Bamboo is so popular in this genre that fashion designers are also using it to produce eco-friendly clothes. In India most of the bamboo fabric is woven using yarn imported from China. Very little is manufactured within the country, even though we have the necessary resources. Ajay Kumar, Senior Technology Specialist, National Mission on Bamboo Application says, “At present, the bamboo fibre is imported from China at $2 to 2.5 kg. It is mixed with cotton to convert it into yarn.” Raymond launched bamboo shirts in India sometime back, in a variety of great colours. European countries such as Germany are also heavily into natural fibres, though the Indian market is still extremely niche.
PERFECT BLENDS
Silk, especially the non-mulberry variety is quite popular in the country for generating eco-friendly fabrics. In fact India is the only country that produces the much coveted muga, eri and tussar silks that were the hallmarks of the North East. Today they are produced in Uttarakhand and woven with wool and tussar. The property of these fibres is harnessed to the fullest in order to achieve the required fabrics. Eri has thermostatic properties, while muga is known for its sheen and gloss. Rajshree Keisham of Natural Textile Collection from Manipur, specialising in eri and muga, says, “The demand for these silks has increased, but we still have to market them well and create awareness amongst the manufacturers so that they can consider producing them.”

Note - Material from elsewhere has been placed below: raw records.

//! Error types for the StudyHub session registry.

use crate::session::SessionStatus;
use serde::Serialize;
use thiserror::Error;

/// A shared error type for the whole registry.
///
/// This provides typed, structured error variants with automatic conversion
/// from common error types via the `From` trait. The variant set is part of
/// the public contract: UI consumers dispatch on [`RegistryError::kind`],
/// which is stable across releases.
#[derive(Error, Debug, Clone, PartialEq, Serialize)]
pub enum RegistryError {
    /// Malformed input (non-positive capacity, blank title, ...)
    #[error("Validation error: {0}")]
    Validation(String),

    /// Entity not found error with type information
    #[error("Entity not found: {entity_type} '{id}'")]
    NotFound {
        entity_type: &'static str,
        id: String,
    },

    /// Lifecycle violation: session status only ever moves forward
    #[error("Invalid status transition: {from} -> {to}")]
    InvalidTransition {
        from: SessionStatus,
        to: SessionStatus,
    },

    /// Join attempt against a completed session
    #[error("Session '{session_id}' is no longer joinable")]
    SessionNotJoinable { session_id: String },

    /// Join attempt against a session at capacity
    #[error("Session '{session_id}' is full ({max_participants} participants)")]
    CapacityExceeded {
        session_id: String,
        max_participants: u32,
    },

    /// Join attempt by an actor who already holds an active membership
    #[error("Actor '{actor_id}' has already joined session '{session_id}'")]
    AlreadyJoined {
        session_id: String,
        actor_id: String,
    },

    /// Non-host attempting a host-only action
    #[error("Actor '{actor_id}' is not authorized to {action} session '{session_id}'")]
    NotAuthorized {
        session_id: String,
        actor_id: String,
        action: &'static str,
    },

    /// Backing store failure (the only kind a caller might retry)
    #[error("Store unavailable: {0}")]
    StoreUnavailable(String),

    /// Internal error (should not happen in normal operation)
    #[error("Internal error: {0}")]
    Internal(String),
}

impl RegistryError {
    // ============================================================================
    // Constructor helpers
    // ============================================================================

    /// Creates a Validation error
    pub fn validation(message: impl Into<String>) -> Self {
        Self::Validation(message.into())
    }

    /// Creates a NotFound error
    pub fn not_found(entity_type: &'static str, id: impl Into<String>) -> Self {
        Self::NotFound {
            entity_type,
            id: id.into(),
        }
    }

    /// Creates a StoreUnavailable error
    pub fn store_unavailable(message: impl Into<String>) -> Self {
        Self::StoreUnavailable(message.into())
    }

    /// Creates an Internal error
    pub fn internal(message: impl Into<String>) -> Self {
        Self::Internal(message.into())
    }

    // ============================================================================
    // Type checking methods
    // ============================================================================

    /// Check if this is a NotFound error
    pub fn is_not_found(&self) -> bool {
        matches!(self, Self::NotFound { .. })
    }

    /// Check if this is a lifecycle violation
    pub fn is_invalid_transition(&self) -> bool {
        matches!(self, Self::InvalidTransition { .. })
    }

    /// Check if this is a capacity rejection
    pub fn is_capacity_exceeded(&self) -> bool {
        matches!(self, Self::CapacityExceeded { .. })
    }

    /// Check if this error came from the backing store and may be retried
    pub fn is_retryable(&self) -> bool {
        matches!(self, Self::StoreUnavailable(_))
    }

    /// Stable machine-readable kind string, the cross-boundary contract.
    pub fn kind(&self) -> &'static str {
        match self {
            Self::Validation(_) => "validation_error",
            Self::NotFound { .. } => "not_found",
            Self::InvalidTransition { .. } => "invalid_transition",
            Self::SessionNotJoinable { .. } => "session_not_joinable",
            Self::CapacityExceeded { .. } => "capacity_exceeded",
            Self::AlreadyJoined { .. } => "already_joined",
            Self::NotAuthorized { .. } => "not_authorized",
            Self::StoreUnavailable(_) => "store_unavailable",
            Self::Internal(_) => "internal",
        }
    }
}

// ============================================================================
// From implementations for automatic conversion
// ============================================================================

impl From<toml::de::Error> for RegistryError {
    fn from(err: toml::de::Error) -> Self {
        Self::Validation(format!("TOML: {}", err))
    }
}

/// Conversion from anyhow::Error (transitional, for adapter code)
impl From<anyhow::Error> for RegistryError {
    fn from(err: anyhow::Error) -> Self {
        Self::Internal(err.to_string())
    }
}

/// A type alias for `Result<T, RegistryError>`.
pub type Result<T> = std::result::Result<T, RegistryError>;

Another very popular fibre is the one made from soya bean. It has good properties and is renewable. The fiber is manufactured using residue of soya beans left over from manufacturing tofu, with cutting edge bioengineering technologies.The proteins are extracted from the residual oil of soya bean cakes. These are cooked and the fibres are produced using a wet spinning process. Acetylatingstabilises it and it is cut into short staples. It has many properties such as superior moisture absorption and ventilation properties. Also, it can be easily draped, is soft and usually likened with cashmere. It also has anti-bacterial agents, is easy to maintain and is wrinkle-free with less shrinkage.

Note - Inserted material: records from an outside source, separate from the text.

//! In-memory MembershipRepository implementation.

use async_trait::async_trait;
use chrono::{DateTime, Utc};
use studyhub_core::error::{RegistryError, Result};
use studyhub_core::membership::{Membership, MembershipRepository, MembershipState};
use tokio::sync::RwLock;

/// A repository implementation keeping membership history in process
/// memory.
///
/// Records are append-only: leaving flips state in place, nothing is ever
/// removed, so the full join/leave history of every session stays
/// queryable.
#[derive(Default)]
pub struct InMemoryMembershipRepository {
    records: RwLock<Vec<Membership>>,
}

impl InMemoryMembershipRepository {
    pub fn new() -> Self {
        Self::default()
    }
}

#[async_trait]
impl MembershipRepository for InMemoryMembershipRepository {
    async fn insert(&self, membership: &Membership) -> Result<()> {
        self.records.write().await.push(membership.clone());
        tracing::trace!(
            session_id = %membership.session_id,
            actor_id = %membership.actor_id,
            "membership record appended"
        );
        Ok(())
    }

    async fn find_joined(
        &self,
        session_id: &str,
        actor_id: &str,
    ) -> Result<Option<Membership>> {
        let records = self.records.read().await;
        Ok(records
            .iter()
            .find(|m| m.session_id == session_id && m.actor_id == actor_id && m.is_joined())
            .cloned())
    }

    async fn count_joined(&self, session_id: &str) -> Result<u32> {
        let records = self.records.read().await;
        Ok(records
            .iter()
            .filter(|m| m.session_id == session_id && m.is_joined())
            .count() as u32)
    }

    async fn list_for_session(&self, session_id: &str) -> Result<Vec<Membership>> {
        let records = self.records.read().await;
        Ok(records
            .iter()
            .filter(|m| m.session_id == session_id)
            .cloned()
            .collect())
    }

    async fn mark_left(
        &self,
        session_id: &str,
        actor_id: &str,
        left_at: DateTime<Utc>,
    ) -> Result<Membership> {
        let mut records = self.records.write().await;
        let record = records
            .iter_mut()
            .find(|m| m.session_id == session_id && m.actor_id == actor_id && m.is_joined())
            .ok_or_else(|| RegistryError::not_found("membership", actor_id))?;
        record.state = MembershipState::Left;
        record.left_at = Some(left_at);
        Ok(record.clone())
    }

    async fn mark_all_left(&self, session_id: &str, left_at: DateTime<Utc>) -> Result<u32> {
        let mut records = self.records.write().await;
        let mut flipped = 0;
        for record in records
            .iter_mut()
            .filter(|m| m.session_id == session_id && m.is_joined())
        {
            record.state = MembershipState::Left;
            record.left_at = Some(left_at);
            flipped += 1;
        }
        Ok(flipped)
    }
}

The kapok fibre is extracted from the fruit of the wild kapok tree. A tropical tree, it is found in abundance in South East Asia and West Africa. The fibre is obtained from the seedpods on the tree. It is the lightest natural fibre in the world. Given its lightness, it was initially considered rather difficult to spin. However Gebruder Otto invented a spinning technology to develop a new yarn called piumafi – a blend of handpicked superior cotton and kapok. The fabric made from this is light, soft and silky. Since the kapok trees are wild, they are not treated with fertilizers or pesticides. They are renewable and recyclable, and the spinning process is eco-friendly too.
FRUITY FORAYS
Indonesia, Philippines and Thailand are using banana and pineapple fibres in large quantities today. The pineapple fibre is woven into a highly fashionable fabric through a method called pina-weaving. Pineapple fibre constitutes the traditional Philippines fabric. Its yarns are obtained from the leaves of wild pineapples. With efforts from the Pineapple Textile Research Institute, the process of extraction has been mechanized and made simpler and less time-consuming. In India SITRA has been doing pioneering work in pineapple fibres and the yarns are being used in the handloom sector at Kannur. Recent attempts have also beenmade to set up a fibre extraction plant in Tripura, in association with an NGO for the same. However most of the yarn being produced is still restricted to the handloom sector.
DOGI’s fabrics use nano particles of Aloe Vera. These smart fabrics provide moisturising, anti-oxidant, anti-ageing and calming effects on the skin and body. The fabric retains the plant extracts permanently, and this is the result of a four-year research by Nurel, a company that specialises in producing high-tech thread.
All said and done, there is a lot happening in the research and discovery of new alternatives for eco-friendly fabrics today. Hence there is no doubt that organic fabrics are fast becoming a trend that ishere to stay!